The result should be every line of the listing that holds the word "must".

○ ○ ○ ○ ○ ○ ○

// Copyright (c) 2025-2026, Tom Ouellette
// Licensed under the Apache License, Version 2.0 (the "License");
// you may not use this file except in compliance with the License.
// A copy of the License has been included in the root of the repository.

use std::f32::consts::FRAC_PI_2;

use crate::constant::{DEFAULT_ANGLE_TOLERANCE, DEFAULT_IOU_THRESHOLD};
use crate::error::PinceError;
use crate::gr::detect::{ExtractConfig, extract_grasps_with};
use crate::gr::{Candidates, GroundTruth, HeatMaps};

/// Settings deciding when a candidate matches a ground truth rectangle
#[derive(Debug, Clone, Copy, PartialEq)]
pub struct MatchConfig {
    iou_threshold: f32,
    angle_tolerance: f32,
    max_candidates: Option<usize>,
}

impl Default for MatchConfig {
    fn default() -> Self {
        Self {
            iou_threshold: DEFAULT_IOU_THRESHOLD,
            angle_tolerance: DEFAULT_ANGLE_TOLERANCE,
            max_candidates: None,
        }
    }
}

impl MatchConfig {
    /// Initialize a validated match configuration
    ///
    /// # Arguments
    ///
    /// * `iou_threshold` - Minimum IoU in (0, 1]
    /// * `angle_tolerance` - Maximum orientation difference in [0, pi/2] radians
    /// * `max_candidates` - Number of ranked candidates to test (`None` tests all)
    ///
    /// # Examples
    ///
    /// ```
    /// use pince_core::gr::MatchConfig;
    ///
    /// assert!(MatchConfig::new(0.25, 0.5, Some(1)).is_ok());
    /// assert!(MatchConfig::new(0.0, 0.5, None).is_err());
    /// assert!(MatchConfig::new(0.25, 0.5, Some(0)).is_err());
    /// ```
    pub fn new(
        iou_threshold: f32,
        angle_tolerance: f32,
        max_candidates: Option<usize>,
    ) -> Result<Self, PinceError> {
        if !(iou_threshold > 0.0 && iou_threshold <= 1.0) {
            return Err(PinceError::InvalidInput(format!(
                "IoU threshold must lie in (0, 1], got {}",
                iou_threshold
            )));
        }

        if !(0.0..=FRAC_PI_2).contains(&angle_tolerance) {
            return Err(PinceError::InvalidInput(format!(
                "Angle tolerance must lie in [0, pi/2] radians, got {}",
                angle_tolerance
            )));
        }

        if max_candidates == Some(0) {
            return Err(PinceError::InvalidInput(
                "Number of candidates to test must be a positive integer".to_string(),
            ));
        }

        Ok(Self {
            iou_threshold,
            angle_tolerance,
            max_candidates,
        })
    }

    pub fn iou_threshold(&self) -> f32 {
        self.iou_threshold
    }

    pub fn angle_tolerance(&self) -> f32 {
        self.angle_tolerance
    }

    pub fn max_candidates(&self) -> Option<usize> {
        self.max_candidates
    }
}

/// Check whether any tested candidate matches any ground truth rectangle
///
/// Candidates are tested in ranked order, up to `max_candidates` of them. A
/// pair matches when their rotated IoU reaches the threshold and their
/// orientations differ by no more than the angle tolerance. Empty candidates
/// or empty ground truth never match.
///
/// # Examples
///
/// ```
/// use pince_core::gr::{GraspRectangle, GroundTruth, HeatMaps, MatchConfig};
/// use pince_core::gr::{extract_grasps, is_match};
///
/// let mut quality = vec![0.0; 100];
/// quality[5 * 10 + 5] = 0.9;
///
/// let maps = HeatMaps::new(10, 10, quality, vec![0.0; 100], vec![20.0; 100]).unwrap();
/// let candidates = extract_grasps(&maps, 1).unwrap();
///
/// let aligned = GraspRectangle::new([5., 5.], 0.0, 40., 20.).unwrap();
/// let rotated = GraspRectangle::new([5., 5.], 1.6, 40., 20.).unwrap();
///
/// let config = MatchConfig::default();
/// assert!(is_match(&candidates, &GroundTruth::new(vec![aligned]), &config));
/// assert!(!is_match(&candidates, &GroundTruth::new(vec![rotated]), &config));
/// ```
pub fn is_match(candidates: &Candidates, ground_truth: &GroundTruth, config: &MatchConfig) -> bool {
    if ground_truth.is_empty() {
        return false;
    }

    let n = config.max_candidates.unwrap_or(candidates.len());

    candidates.iter().take(n).any(|candidate| {
        ground_truth
            .iter()
            .any(|truth| candidate.matches(truth, config.iou_threshold, config.angle_tolerance))
    })
}

/// Extract candidates from heat maps and test them against ground truth
///
/// # Arguments
///
/// * `maps` - Quality, angle, and width maps for one image
/// * `ground_truth` - Annotated rectangles in the same frame as the maps
/// * `no_grasps` - Number of candidates to extract
/// * `extract` - Peak search settings
/// * `config` - Match settings
pub fn calculate_iou_match(
    maps: &HeatMaps,
    ground_truth: &GroundTruth,
    no_grasps: usize,
    extract: &ExtractConfig,
    config: &MatchConfig,
) -> Result<bool, PinceError> {
    let candidates = extract_grasps_with(maps, no_grasps, extract)?;
    Ok(is_match(&candidates, ground_truth, config))
}

/// Running count of correct and failed images in an evaluation
///
/// # Examples
///
/// ```
/// use pince_core::gr::IouTally;
///
/// let mut tally = IouTally::default();
/// tally.record(true);
/// tally.record(false);
/// tally.record(true);
///
/// assert_eq!(tally.total(), 3);
/// assert!((tally.accuracy() - 2.0 / 3.0).abs() < 1e-6);
/// ```
#[derive(Debug, Clone, Copy, Default, PartialEq, Eq)]
pub struct IouTally {
    pub correct: usize,
    pub failed: usize,
}

impl IouTally {
    pub fn record(&mut self, matched: bool) {
        if matched {
            self.correct += 1;
        } else {
            self.failed += 1;
        }
    }

    /// Combine two partial tallies
    pub fn merge(self, other: IouTally) -> IouTally {
        IouTally {
            correct: self.correct + other.correct,
            failed: self.failed + other.failed,
        }
    }

    pub fn total(&self) -> usize {
        self.correct + self.failed
    }

    /// Fraction of correct images, or 0.0 if nothing was recorded
    pub fn accuracy(&self) -> f32 {
        if self.total() == 0 {
            return 0.0;
        }

        self.correct as f32 / self.total() as f32
    }
}

/// Summary of how one image fared during an evaluation
#[derive(Debug, Clone, PartialEq)]
pub struct IouRecord {
    pub image: String,
    pub correct: bool,
    /// Best IoU between a tested candidate and an angle-compatible ground truth
    pub iou: f32,
    pub candidates: usize,
    /// Quality of the best candidate, or 0.0 if none were extracted
    pub quality: f32,
}

impl IouRecord {
    /// Score candidates for one image against its ground truth
    ///
    /// # Examples
    ///
    /// ```
    /// use pince_core::gr::{Candidates, GraspRectangle, GroundTruth, IouRecord, MatchConfig};
    ///
    /// let candidate = GraspRectangle::new([50., 50.], 0., 40., 20.).unwrap().with_quality(Some(0.8));
    /// let truth = GraspRectangle::new([50., 50.], 0., 40., 20.).unwrap();
    ///
    /// let record = IouRecord::new(
    ///     "pcd0100",
    ///     &Candidates::new(vec![candidate]).unwrap(),
    ///     &GroundTruth::new(vec![truth]),
    ///     &MatchConfig::default(),
    /// );
    ///
    /// assert!(record.correct);
    /// assert_eq!(record.iou, 1.0);
    /// assert_eq!(record.quality, 0.8);
    /// ```
    pub fn new(
        image: &str,
        candidates: &Candidates,
        ground_truth: &GroundTruth,
        config: &MatchConfig,
    ) -> Self {
        let n = config.max_candidates.unwrap_or(candidates.len());

        let iou = candidates
            .iter()
            .take(n)
            .map(|c| c.max_iou(ground_truth.as_rectangles(), config.angle_tolerance))
            .fold(0.0, f32::max);

        Self {
            image: image.to_string(),
            correct: is_match(candidates, ground_truth, config),
            iou,
            candidates: candidates.len(),
            quality: candidates.best().and_then(|g| g.quality()).unwrap_or(0.0),
        }
    }
}

#[cfg(test)]
mod test {
    use super::*;
    use crate::gr::{GraspRectangle, extract_grasps};

    fn single_peak_maps() -> HeatMaps {
        let mut quality = vec![0.0; 100];
        quality[5 * 10 + 5] = 0.9;
        HeatMaps::new(10, 10, quality, vec![0.0; 100], vec![20.0; 100]).unwrap()
    }

    fn candidate(x: f32, y: f32, angle: f32, quality: f32) -> GraspRectangle {
        GraspRectangle::new([x, y], angle, 40., 20.)
            .unwrap()
            .with_quality(Some(quality))
    }

    fn truth(x: f32, y: f32, angle: f32) -> GraspRectangle {
        GraspRectangle::new([x, y], angle, 40., 20.).unwrap()
    }

    #[test]
    fn test_all_zero_never_matches() {
        let maps = HeatMaps::new(10, 10, vec![0.0; 100], vec![0.0; 100], vec![20.0; 100]).unwrap();
        let candidates = extract_grasps(&maps, 1).unwrap();
        assert!(candidates.is_empty());

        let ground_truth = GroundTruth::new(vec![truth(5., 5., 0.)]);
        assert!(!is_match(&candidates, &ground_truth, &MatchConfig::default()));
        assert!(!is_match(&candidates, &GroundTruth::default(), &MatchConfig::default()));
    }

    #[test]
    fn test_single_peak_matches() {
        let candidates = extract_grasps(&single_peak_maps(), 1).unwrap();
        let ground_truth = GroundTruth::new(vec![truth(5., 5., 0.)]);
        assert!(is_match(&candidates, &ground_truth, &MatchConfig::default()));
    }

    #[test]
    fn test_angle_beyond_tolerance() {
        let candidates = extract_grasps(&single_peak_maps(), 1).unwrap();
        let ground_truth = GroundTruth::new(vec![truth(5., 5., 1.6)]);

        // Spatial overlap alone would pass
        let spatial = candidates.as_rectangles()[0].iou(&ground_truth.as_rectangles()[0]);
        assert!(spatial >= 0.25);

        assert!(!is_match(&candidates, &ground_truth, &MatchConfig::default()));
    }

    #[test]
    fn test_empty_ground_truth() {
        let candidates = extract_grasps(&single_peak_maps(), 1).unwrap();
        assert!(!is_match(&candidates, &GroundTruth::default(), &MatchConfig::default()));
    }

    #[test]
    fn test_ground_truth_order_irrelevant() {
        let candidates = Candidates::new(vec![candidate(50., 50., 0.2, 0.8)]).unwrap();
        let far = truth(200., 200., 0.2);
        let near = truth(52., 50., 0.1);

        let config = MatchConfig::default();
        assert!(is_match(&candidates, &GroundTruth::new(vec![far, near]), &config));
        assert!(is_match(&candidates, &GroundTruth::new(vec![near, far]), &config));
    }

    #[test]
    fn test_max_candidates() {
        let candidates = Candidates::new(vec![
            candidate(200., 200., 0., 0.9),
            candidate(50., 50., 0., 0.5),
        ])
        .unwrap();

        let ground_truth = GroundTruth::new(vec![truth(50., 50., 0.)]);

        let all = MatchConfig::default();
        let top = MatchConfig::new(0.25, DEFAULT_ANGLE_TOLERANCE, Some(1)).unwrap();
        let many = MatchConfig::new(0.25, DEFAULT_ANGLE_TOLERANCE, Some(10)).unwrap();

        assert!(is_match(&candidates, &ground_truth, &all));
        assert!(!is_match(&candidates, &ground_truth, &top));
        assert!(is_match(&candidates, &ground_truth, &many));
    }

    #[test]
    fn test_threshold() {
        // Shifted by half the length: IoU = 400 / 1200
        let candidates = Candidates::new(vec![candidate(70., 50., 0., 0.9)]).unwrap();
        let ground_truth = GroundTruth::new(vec![truth(50., 50., 0.)]);

        let loose = MatchConfig::new(0.3, DEFAULT_ANGLE_TOLERANCE, None).unwrap();
        let strict = MatchConfig::new(0.4, DEFAULT_ANGLE_TOLERANCE, None).unwrap();

        assert!(is_match(&candidates, &ground_truth, &loose));
        assert!(!is_match(&candidates, &ground_truth, &strict));
    }

    #[test]
    fn test_zero_area_candidate() {
        let mut quality = vec![0.0; 100];
        quality[5 * 10 + 5] = 0.9;
        let maps = HeatMaps::new(10, 10, quality, vec![0.0; 100], vec![0.0; 100]).unwrap();

        let ground_truth = GroundTruth::new(vec![truth(5., 5., 0.)]);
        let matched = calculate_iou_match(
            &maps,
            &ground_truth,
            1,
            &ExtractConfig::default(),
            &MatchConfig::default(),
        )
        .unwrap();

        assert!(!matched);
    }

    #[test]
    fn test_record_agrees_with_match() {
        let candidates = Candidates::new(vec![
            candidate(200., 200., 0., 0.9),
            candidate(70., 50., 0., 0.5),
        ])
        .unwrap();
        let ground_truth = GroundTruth::new(vec![truth(50., 50., 0.)]);

        let record = IouRecord::new("a", &candidates, &ground_truth, &MatchConfig::default());
        assert!(record.correct);
        assert!((record.iou - 1.0 / 3.0).abs() < 1e-4);
        assert_eq!(record.candidates, 2);
        assert_eq!(record.quality, 0.9);

        let top = MatchConfig::new(0.25, DEFAULT_ANGLE_TOLERANCE, Some(1)).unwrap();
        let record = IouRecord::new("a", &candidates, &ground_truth, &top);
        assert!(!record.correct);
        assert_eq!(record.iou, 0.0);
    }

    #[test]
    fn test_record_without_candidates() {
        let ground_truth = GroundTruth::new(vec![truth(50., 50., 0.)]);
        let record = IouRecord::new(
            "b",
            &Candidates::default(),
            &ground_truth,
            &MatchConfig::default(),
        );

        assert!(!record.correct);
        assert_eq!(record.quality, 0.0);
        assert_eq!(record.candidates, 0);
    }

    #[test]
    fn test_tally_merge() {
        let a = IouTally {
            correct: 3,
            failed: 1,
        };
        let b = IouTally {
            correct: 1,
            failed: 5,
        };

        assert_eq!(a.merge(b), IouTally { correct: 4, failed: 6 });
        assert_eq!(IouTally::default().accuracy(), 0.0);
    }
}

○ ○ ○ ○ ○ ○ ○

* _Your response_
                "IoU threshold must lie in (0, 1], got {}",
                "Angle tolerance must lie in [0, pi/2] radians, got {}",
                "Number of candidates to test must be a positive integer".to_string(),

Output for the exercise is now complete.